An equation asks: "For which single value of $x$ does this statement become true?"
An inequality asks: "For which values of $x$ does this comparison hold?" The answer is a set -- usually an interval or a union of intervals -- not a single number.
Almost every algebraic rule from equations carries over to inequalities unchanged. There is exactly one exception:
When you multiply or divide both sides of an inequality by a negative number, reverse the direction of the inequality sign.
This rule is not arbitrary. When you multiply every number on the number line by $-1$, the line flips: what was on the right moves to the left, and order reverses. For example, $2 < 5$, but $-2 > -5$. The inequality sign must flip to describe the same truth after the flip.

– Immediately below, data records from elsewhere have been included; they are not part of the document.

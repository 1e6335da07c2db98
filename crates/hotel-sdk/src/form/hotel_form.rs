//! Hotel edit form

use super::control::FormControl;
use super::validators::{integer_pattern, Validator};
use crate::validation::FormSnapshot;
use hotel_client::Hotel;

pub const HOTEL_NAME: &str = "hotelName";
pub const PRICE: &str = "price";
pub const RATING: &str = "rating";
pub const DESCRIPTION: &str = "description";

/// Form backing the hotel edit screen
#[derive(Debug, Clone)]
pub struct HotelForm {
    hotel_name: FormControl,
    price: FormControl,
    rating: FormControl,
    description: FormControl,
    tags: Vec<String>,
    tags_dirty: bool,
}

impl Default for HotelForm {
    fn default() -> Self {
        Self::new()
    }
}

impl HotelForm {
    pub fn new() -> Self {
        Self {
            hotel_name: FormControl::new(vec![Validator::Required, Validator::MinLength(4)]),
            price: FormControl::new(vec![
                Validator::Required,
                Validator::Pattern(integer_pattern().clone()),
            ]),
            rating: FormControl::new(vec![Validator::Range { min: 1.0, max: 5.0 }]),
            description: FormControl::new(Vec::new()),
            tags: Vec::new(),
            tags_dirty: false,
        }
    }

    pub fn control(&self, field: &str) -> Option<&FormControl> {
        match field {
            HOTEL_NAME => Some(&self.hotel_name),
            PRICE => Some(&self.price),
            RATING => Some(&self.rating),
            DESCRIPTION => Some(&self.description),
            _ => None,
        }
    }

    fn control_mut(&mut self, field: &str) -> Option<&mut FormControl> {
        match field {
            HOTEL_NAME => Some(&mut self.hotel_name),
            PRICE => Some(&mut self.price),
            RATING => Some(&mut self.rating),
            DESCRIPTION => Some(&mut self.description),
            _ => None,
        }
    }

    /// User edit of a field. Returns `false` for an unknown field.
    pub fn set_value(&mut self, field: &str, value: impl Into<String>) -> bool {
        match self.control_mut(field) {
            Some(control) => {
                control.set_value(value);
                true
            }
            None => false,
        }
    }

    /// Field lost focus. Returns `false` for an unknown field.
    pub fn blur(&mut self, field: &str) -> bool {
        match self.control_mut(field) {
            Some(control) => {
                control.mark_touched();
                true
            }
            None => false,
        }
    }

    pub fn tags(&self) -> &[String] {
        &self.tags
    }

    /// Append an empty tag
    pub fn add_tag(&mut self) {
        self.tags.push(String::new());
    }

    /// Edit a tag. Returns `false` when out of range.
    pub fn set_tag(&mut self, index: usize, value: impl Into<String>) -> bool {
        match self.tags.get_mut(index) {
            Some(tag) => {
                *tag = value.into();
                self.tags_dirty = true;
                true
            }
            None => false,
        }
    }

    /// Remove a tag and mark the tag list dirty. Returns `false` when out of range.
    pub fn delete_tag(&mut self, index: usize) -> bool {
        if index >= self.tags.len() {
            return false;
        }
        self.tags.remove(index);
        self.tags_dirty = true;
        true
    }

    /// Load a hotel into the form without marking anything dirty
    pub fn patch_from(&mut self, hotel: &Hotel) {
        self.hotel_name.patch(hotel.hotel_name.as_str());
        self.price.patch(hotel.price.to_string());
        self.rating.patch(hotel.rating.to_string());
        self.description.patch(hotel.description.as_str());
        self.tags = hotel.tags.clone();
        self.tags_dirty = false;
    }

    /// Overlay the form values on `base`
    pub fn merge_into(&self, base: &Hotel) -> Hotel {
        Hotel {
            hotel_name: self.hotel_name.value().to_string(),
            price: self.price.value().trim().parse().unwrap_or_default(),
            rating: self
                .rating
                .value()
                .trim()
                .parse::<f64>()
                .map(|r| r.round().clamp(0.0, u8::MAX as f64) as u8)
                .unwrap_or_default(),
            description: self.description.value().to_string(),
            tags: self.tags.clone(),
            ..base.clone()
        }
    }

    /// Validity of every validated control
    pub fn snapshot(&self) -> FormSnapshot {
        FormSnapshot::new()
            .with_field(HOTEL_NAME, self.hotel_name.state())
            .with_field(PRICE, self.price.state())
            .with_field(RATING, self.rating.state())
            .with_field(DESCRIPTION, self.description.state())
    }

    pub fn is_valid(&self) -> bool {
        self.hotel_name.is_valid()
            && self.price.is_valid()
            && self.rating.is_valid()
            && self.description.is_valid()
    }

    pub fn is_dirty(&self) -> bool {
        self.tags_dirty
            || self.hotel_name.is_dirty()
            || self.price.is_dirty()
            || self.rating.is_dirty()
            || self.description.is_dirty()
    }

    /// Clear every value and flag
    pub fn reset(&mut self) {
        self.hotel_name.reset();
        self.price.reset();
        self.rating.reset();
        self.description.reset();
        self.tags.clear();
        self.tags_dirty = false;
    }
}
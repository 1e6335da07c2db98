//! Debounced error recomputation driven by form events

use super::debounce::{spawn_debounced, SubmitFlag};
use super::mapper::{ErrorMapper, FormErrors, FormSnapshot};
use std::sync::Arc;
use std::time::Duration;
use tokio::sync::{mpsc, watch};
use tokio::task::JoinHandle;
use tracing::debug;

/// Validation timing
#[derive(Debug, Clone)]
pub struct ValidationConfig {
    /// Quiet window before errors are recomputed
    pub quiet_period: Duration,
}

impl Default for ValidationConfig {
    fn default() -> Self {
        Self {
            quiet_period: Duration::from_millis(800),
        }
    }
}

/// Interaction that may change what errors should be shown
#[derive(Debug, Clone, PartialEq)]
pub enum FormEvent {
    /// Any value of the form changed
    ValueChanged(FormSnapshot),
    /// A single field lost focus
    Blur {
        field: String,
        snapshot: FormSnapshot,
    },
}

impl FormEvent {
    pub fn snapshot(&self) -> &FormSnapshot {
        match self {
            FormEvent::ValueChanged(snapshot) => snapshot,
            FormEvent::Blur { snapshot, .. } => snapshot,
        }
    }
}

/// Form error messages, recomputed on value changes and blurs.
///
/// Both event kinds go through one debounced trigger. After
/// [`mark_submitted`](Self::mark_submitted) every event recomputes at once.
/// Dropping the stream stops its task.
pub struct ErrorStream {
    events: mpsc::UnboundedSender<FormEvent>,
    errors: watch::Receiver<FormErrors>,
    submitted: SubmitFlag,
    task: JoinHandle<()>,
}

impl ErrorStream {
    /// Start the recomputation task. Must be called inside a Tokio runtime.
    pub fn spawn(mapper: Arc<ErrorMapper>, config: ValidationConfig) -> Self {
        let (events, rx) = mpsc::unbounded_channel::<FormEvent>();
        let (errors_tx, errors) = watch::channel(FormErrors::new());
        let submitted = SubmitFlag::new();

        let task = spawn_debounced(rx, config.quiet_period, submitted.clone(), move |event| {
            let errors = mapper.derive_errors(event.snapshot());
            debug!(invalid_fields = errors.len(), "Form errors recomputed");
            errors_tx.send_replace(errors);
        });

        Self {
            events,
            errors,
            submitted,
            task,
        }
    }

    /// Feed a form-wide value change
    pub fn value_changed(&self, snapshot: FormSnapshot) {
        self.emit(FormEvent::ValueChanged(snapshot));
    }

    /// Feed a blur on one field
    pub fn blurred(&self, field: impl Into<String>, snapshot: FormSnapshot) {
        self.emit(FormEvent::Blur {
            field: field.into(),
            snapshot,
        });
    }

    /// Switch to immediate recomputation
    pub fn mark_submitted(&self) {
        self.submitted.set();
    }

    /// Return to debounced recomputation
    pub fn clear_submitted(&self) {
        self.submitted.clear();
    }

    pub fn is_submitted(&self) -> bool {
        self.submitted.is_set()
    }

    /// Latest computed errors
    pub fn current(&self) -> FormErrors {
        self.errors.borrow().clone()
    }

    /// Watch handle that always holds the latest errors
    pub fn subscribe(&self) -> watch::Receiver<FormErrors> {
        self.errors.clone()
    }

    fn emit(&self, event: FormEvent) {
        if self.events.send(event).is_err() {
            debug!("Error stream stopped, dropping form event");
        }
    }
}

impl Drop for ErrorStream {
    fn drop(&mut self) {
        self.task.abort();
    }
}
//! Backend seam for hotel operations

use crate::error::Result;
use crate::types::{Category, Hotel, HotelId, HotelInput};
use async_trait::async_trait;

/// Operations the hotel service needs from a backend.
///
/// [`HotelClient`](crate::HotelClient) implements this over HTTP. Each call is
/// a single round trip; failures come back as a [`ClientError`](crate::ClientError)
/// value, never as a panic.
#[async_trait]
pub trait HotelBackend: Send + Sync {
    /// Fetch the full hotel collection
    async fn fetch_hotels(&self) -> Result<Vec<Hotel>>;

    /// Fetch the category reference list
    async fn fetch_categories(&self) -> Result<Vec<Category>>;

    /// Fetch a single hotel, `None` when the backend does not know the id
    async fn fetch_hotel(&self, id: HotelId) -> Result<Option<Hotel>>;

    /// Create a hotel; the backend assigns the id
    async fn create_hotel(&self, input: &HotelInput) -> Result<Hotel>;

    /// Update a hotel addressed by its id
    async fn update_hotel(&self, hotel: &Hotel) -> Result<Hotel>;

    /// Delete a hotel
    async fn delete_hotel(&self, id: HotelId) -> Result<()>;
}
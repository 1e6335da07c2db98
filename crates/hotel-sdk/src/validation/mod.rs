//! Reactive form validation
//!
//! A declarative rule table maps each field to an ordered list of
//! `error kind → message` entries. [`ErrorMapper`] turns a form snapshot into
//! one message per invalid field, and [`ErrorStream`] recomputes that mapping
//! on form events through a debounce that switches off after a submit attempt.

mod debounce;
mod mapper;
mod rules;
mod stream;

pub use debounce::{spawn_debounced, SubmitFlag};
pub use mapper::{ErrorMapper, FieldState, FormErrors, FormSnapshot};
pub use rules::{ErrorKind, FieldRules, ValidationRules, ValidationRulesBuilder};
pub use stream::{ErrorStream, FormEvent, ValidationConfig};
//! Control validators

use crate::validation::ErrorKind;
use regex::Regex;
use std::sync::OnceLock;

/// Optional sign followed by an integer without leading zeros. A bare sign
/// does not match.
pub const INTEGER_PATTERN: &str = r"^-?(0|[1-9]\d*)$";

static INTEGER: OnceLock<Regex> = OnceLock::new();

/// Compiled [`INTEGER_PATTERN`]
pub fn integer_pattern() -> &'static Regex {
    INTEGER.get_or_init(|| Regex::new(INTEGER_PATTERN).expect("integer pattern is a valid regex"))
}

/// Single validation rule of a control
#[derive(Debug, Clone)]
pub enum Validator {
    /// Non-empty value; whitespace counts as a value
    Required,
    /// At least this many characters; empty values pass
    MinLength(usize),
    /// Whole value matches; empty values pass
    Pattern(Regex),
    /// Number within bounds; empty and zero values pass
    Range { min: f64, max: f64 },
}

impl Validator {
    /// Error kind raised for `value`, if any
    pub fn check(&self, value: &str) -> Option<ErrorKind> {
        match self {
            Validator::Required => value.is_empty().then_some(ErrorKind::Required),
            Validator::MinLength(min) => {
                let len = value.chars().count();
                (len > 0 && len < *min).then_some(ErrorKind::MinLength)
            }
            Validator::Pattern(regex) => {
                (!value.is_empty() && !regex.is_match(value)).then_some(ErrorKind::Pattern)
            }
            Validator::Range { min, max } => {
                let value = value.trim();
                if value.is_empty() {
                    return None;
                }
                match value.parse::<f64>() {
                    // zero counts as "no rating"
                    Ok(n) if n == 0.0 => None,
                    Ok(n) if n >= *min && n <= *max => None,
                    _ => Some(ErrorKind::Range),
                }
            }
        }
    }
}
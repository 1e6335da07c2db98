//! Hotel × category join

use hotel_client::{Category, Hotel};
use std::collections::HashMap;

/// Enrich hotels with their category name and the discounted price.
///
/// The category lookup is a left join: a hotel whose category id is missing
/// or unknown keeps `category: None`.
pub fn enrich(hotels: &[Hotel], categories: &[Category], discount_rate: f64) -> Vec<Hotel> {
    let names: HashMap<_, _> = categories.iter().map(|c| (c.id, c.name.as_str())).collect();
    let factor = 1.0 - discount_rate;

    hotels
        .iter()
        .map(|hotel| Hotel {
            price: hotel.price * factor,
            category: hotel
                .category_id
                .and_then(|id| names.get(&id))
                .map(|name| name.to_string()),
            ..hotel.clone()
        })
        .collect()
}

If you understand why the rule exists, you will never forget it under pressure.
Inequality symbols.
| Symbol | Meaning | Interval | Number line |
|---|---|---|---|
| $x < a$ | $x$ is strictly less than $a$ | $(-\infty, a)$ | Open circle at $a$, arrow left |
| $x \leq a$ | $x$ is less than or equal to $a$ | $(-\infty, a]$ | Closed circle at $a$, arrow left |
| $x > a$ | $x$ is strictly greater than $a$ | $(a, \infty)$ | Open circle at $a$, arrow right |
| $x \geq a$ | $x$ is greater than or equal to $a$ | $[a, \infty)$ | Closed circle at $a$, arrow right |
Interval notation rules.
( or ) means the endpoint is excluded (strict inequality or $\pm\infty$).[ or ] means the endpoint is included ($\leq$ or $\geq$).The one extra rule: Multiplying or dividing by a negative number reverses the inequality sign.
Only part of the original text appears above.